Search the listing for the word "evaluation" and return each line that contains it.

+ + + + +

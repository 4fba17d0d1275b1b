//! Actions: a group of conditions bound to one output.
//!
//! An [`Action`] evaluates its conditions against every record of the
//! inputs it applies to and forwards the record to its [`RecordSink`]:
//!
//! - [`ActionKind::Group`] forwards records that meet every condition
//! - [`ActionKind::Remove`] forwards records that fail at least one
//!
//! Conditions are evaluated in order and evaluation stops at the first
//! condition that is not met, so a later stateful condition (such as
//! `isDuplicate`) only sees records that passed the earlier ones.

use rf_core::{ActionConfig, ActionKind, InputName, Record, RecordSink, split_list};
use smallvec::SmallVec;

use crate::condition::Condition;
use crate::error::RuleError;

/// Which inputs an action applies to, by customer and record type.
///
/// An empty list matches every value.
///
/// # Examples
///
/// ```
/// use rf_rules::Applicability;
///
/// let only_acme = Applicability::new(["acme"], Vec::<String>::new());
/// assert!(only_acme.applies_to("acme", "people"));
/// assert!(!only_acme.applies_to("globex", "people"));
///
/// assert!(Applicability::all().applies_to("anyone", "anything"));
/// ```
#[derive(Debug, Clone, Default, PartialEq, Eq)]
pub struct Applicability {
    customers: SmallVec<[String; 4]>,
    record_types: SmallVec<[String; 4]>,
}

impl Applicability {
    /// Creates an applicability restricted to the given values.
    pub fn new<C, R>(customers: C, record_types: R) -> Self
    where
        C: IntoIterator,
        C::Item: Into<String>,
        R: IntoIterator,
        R::Item: Into<String>,
    {
        Self {
            customers: customers.into_iter().map(Into::into).collect(),
            record_types: record_types.into_iter().map(Into::into).collect(),
        }
    }

    /// Matches every input.
    #[must_use]
    pub fn all() -> Self {
        Self::default()
    }

    /// Reads the comma-separated `customer` and `inputRecordType` settings.
    #[must_use]
    pub fn from_config(config: &ActionConfig) -> Self {
        Self::new(split_list(&config.customer), split_list(&config.input_record_type))
    }

    /// Returns `true` if both lists admit the given values.
    #[must_use]
    pub fn applies_to(&self, customer: &str, record_type: &str) -> bool {
        admits(&self.customers, customer) && admits(&self.record_types, record_type)
    }

    /// Returns `true` if this applicability admits `input`.
    #[inline]
    #[must_use]
    pub fn applies_to_input(&self, input: &InputName) -> bool {
        self.applies_to(input.customer(), input.record_type())
    }
}

fn admits(list: &[String], value: &str) -> bool {
    list.is_empty() || list.iter().any(|entry| entry == value)
}

/// A configured action with its conditions and output.
pub struct Action {
    kind: ActionKind,
    group_name: String,
    applicability: Applicability,
    conditions: SmallVec<[Condition; 4]>,
    sink: Box<dyn RecordSink>,
}

impl std::fmt::Debug for Action {
    fn fmt(&self, f: &mut std::fmt::Formatter<'_>) -> std::fmt::Result {
        f.debug_struct("Action")
            .field("kind", &self.kind)
            .field("group_name", &self.group_name)
            .field("applicability", &self.applicability)
            .field("conditions", &self.conditions)
            .finish_non_exhaustive()
    }
}

impl Action {
    /// Creates an action from its parts.
    pub fn new(
        kind: ActionKind,
        group_name: impl Into<String>,
        applicability: Applicability,
        conditions: impl IntoIterator<Item = Condition>,
        sink: Box<dyn RecordSink>,
    ) -> Self {
        Self {
            kind,
            group_name: group_name.into(),
            applicability,
            conditions: conditions.into_iter().collect(),
            sink,
        }
    }

    /// Builds an action from configuration, writing to `sink`.
    ///
    /// # Errors
    ///
    /// Returns [`RuleError::InvalidCondition`] if any condition is invalid.
    pub fn from_config(config: &ActionConfig, sink: Box<dyn RecordSink>) -> Result<Self, RuleError> {
        let conditions = config
            .conditions
            .iter()
            .map(Condition::from_config)
            .collect::<Result<SmallVec<[Condition; 4]>, _>>()?;

        Ok(Self::new(
            config.kind,
            config.group_name.as_str(),
            Applicability::from_config(config),
            conditions,
            sink,
        ))
    }

    /// The action kind.
    #[inline]
    #[must_use]
    pub const fn kind(&self) -> ActionKind {
        self.kind
    }

    /// The group name used in output file names.
    #[inline]
    #[must_use]
    pub fn group_name(&self) -> &str {
        &self.group_name
    }

    /// Which inputs the action applies to.
    #[inline]
    #[must_use]
    pub fn applicability(&self) -> &Applicability {
        &self.applicability
    }

    /// The action's conditions, in evaluation order.
    #[inline]
    #[must_use]
    pub fn conditions(&self) -> &[Condition] {
        &self.conditions
    }

    /// Returns `true` if the action applies to `input`.
    #[inline]
    #[must_use]
    pub fn applies_to(&self, input: &InputName) -> bool {
        self.applicability.applies_to_input(input)
    }

    /// Evaluates the conditions in order, stopping at the first one that
    /// is not met. An action without conditions is always met.
    pub fn conditions_met(&mut self, record: &Record) -> bool {
        self.conditions
            .iter_mut()
            .all(|condition| condition.is_met(record))
    }

    /// Evaluates `record` and forwards it to the sink if the action kind
    /// selects it. Returns `true` if the record was forwarded.
    pub fn process(&mut self, record: &Record) -> bool {
        let met = self.conditions_met(record);
        let forward = match self.kind {
            ActionKind::Group => met,
            ActionKind::Remove => !met,
        };
        if forward {
            self.sink.add_record(record.clone());
        }
        forward
    }

    /// Points the output at the file derived from `input` and clears
    /// per-input condition history.
    pub fn change_output(&mut self, input: &InputName) {
        self.sink.change_destination(input);
        for condition in &mut self.conditions {
            condition.reset();
        }
    }

    /// Flushes and releases the output.
    pub fn dispose(&mut self) {
        self.sink.dispose();
    }
}

#[cfg(test)]
mod tests {
    use super::*;
    use crate::memory::MemorySink;
    use rf_core::ConditionConfig;

    fn input(name: &str) -> InputName {
        InputName::parse(format!("in/{name}"), "csv").unwrap()
    }

    fn person(first: &str, age: &str) -> Record {
        Record::from_pairs([("FirstName", first), ("Age", age)])
    }

    #[test]
    fn test_applicability_lists() {
        let applicability = Applicability::new(["acme", "globex"], ["people"]);
        assert!(applicability.applies_to("acme", "people"));
        assert!(applicability.applies_to("globex", "people"));
        assert!(!applicability.applies_to("acme", "orders"));
        assert!(!applicability.applies_to("initech", "people"));
        assert!(applicability.applies_to_input(&input("acme_people_1.csv")));
    }

    #[test]
    fn test_applicability_from_config_trims_entries() {
        let mut config = ActionConfig::new(ActionKind::Group);
        config.customer = " acme , globex ".to_owned();
        let applicability = Applicability::from_config(&config);
        assert!(applicability.applies_to("globex", "anything"));
        assert!(!applicability.applies_to("initech", "anything"));
    }

    #[test]
    fn test_group_and_remove_are_complements() {
        let sample = [person("John", "32"), person("Jane", "12"), person("Bob", "40")];
        let adult = || Condition::ranged("Age", 18, 100).unwrap();

        let grouped = MemorySink::new();
        let removed = MemorySink::new();
        let mut group = Action::new(
            ActionKind::Group,
            "Adults",
            Applicability::all(),
            [adult()],
            Box::new(grouped.clone()),
        );
        let mut remove = Action::new(
            ActionKind::Remove,
            "Minors",
            Applicability::all(),
            [adult()],
            Box::new(removed.clone()),
        );

        for record in &sample {
            assert_ne!(group.process(record), remove.process(record));
        }
        assert_eq!(grouped.records().len(), 2);
        assert_eq!(removed.records(), vec![person("Jane", "12")]);
    }

    #[test]
    fn test_no_conditions_forwards_everything_for_group() {
        let sink = MemorySink::new();
        let mut action = Action::new(
            ActionKind::Group,
            "All",
            Applicability::all(),
            [],
            Box::new(sink.clone()),
        );
        assert!(action.process(&person("John", "1")));
        assert_eq!(sink.records().len(), 1);
    }

    #[test]
    fn test_later_conditions_skipped_after_failure() {
        let mut action = Action::new(
            ActionKind::Group,
            "Adults",
            Applicability::all(),
            [
                Condition::ranged("Age", 18, 100).unwrap(),
                Condition::duplicate(["FirstName"]).unwrap(),
            ],
            Box::new(MemorySink::new()),
        );

        // The minor never reaches the duplicate check.
        assert!(!action.process(&person("John", "12")));
        assert!(!action.process(&person("John", "32")));
        assert!(action.process(&person("John", "33")));
    }

    #[test]
    fn test_change_output_resets_conditions() {
        let sink = MemorySink::new();
        let mut action = Action::new(
            ActionKind::Group,
            "Repeats",
            Applicability::all(),
            [Condition::duplicate(["FirstName"]).unwrap()],
            Box::new(sink.clone()),
        );

        action.change_output(&input("acme_people_1.csv"));
        assert!(!action.process(&person("John", "1")));
        assert!(action.process(&person("John", "1")));

        action.change_output(&input("acme_people_2.csv"));
        assert!(!action.process(&person("John", "1")));

        assert_eq!(sink.destinations().len(), 2);
        assert_eq!(sink.records_for("acme_people_1.csv").len(), 1);
        assert!(sink.records_for("acme_people_2.csv").is_empty());
    }

    #[test]
    fn test_from_config_rejects_invalid_condition() {
        let mut config = ActionConfig::new(ActionKind::Group);
        config.conditions.push(ConditionConfig::IsInRange {
            field: "Age".to_owned(),
            range_start: 10,
            range_end: 1,
        });
        let result = Action::from_config(&config, Box::new(MemorySink::new()));
        assert!(matches!(result, Err(RuleError::InvalidCondition { .. })));
    }

    #[test]
    fn test_dispose_reaches_sink() {
        let sink = MemorySink::new();
        let mut action = Action::new(
            ActionKind::Remove,
            "X",
            Applicability::all(),
            [],
            Box::new(sink.clone()),
        );
        action.dispose();
        assert!(sink.is_disposed());
    }
}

+ + + + +

▸ Output of the exercise:
//! Conditions are evaluated in order and evaluation stops at the first
    /// The action's conditions, in evaluation order.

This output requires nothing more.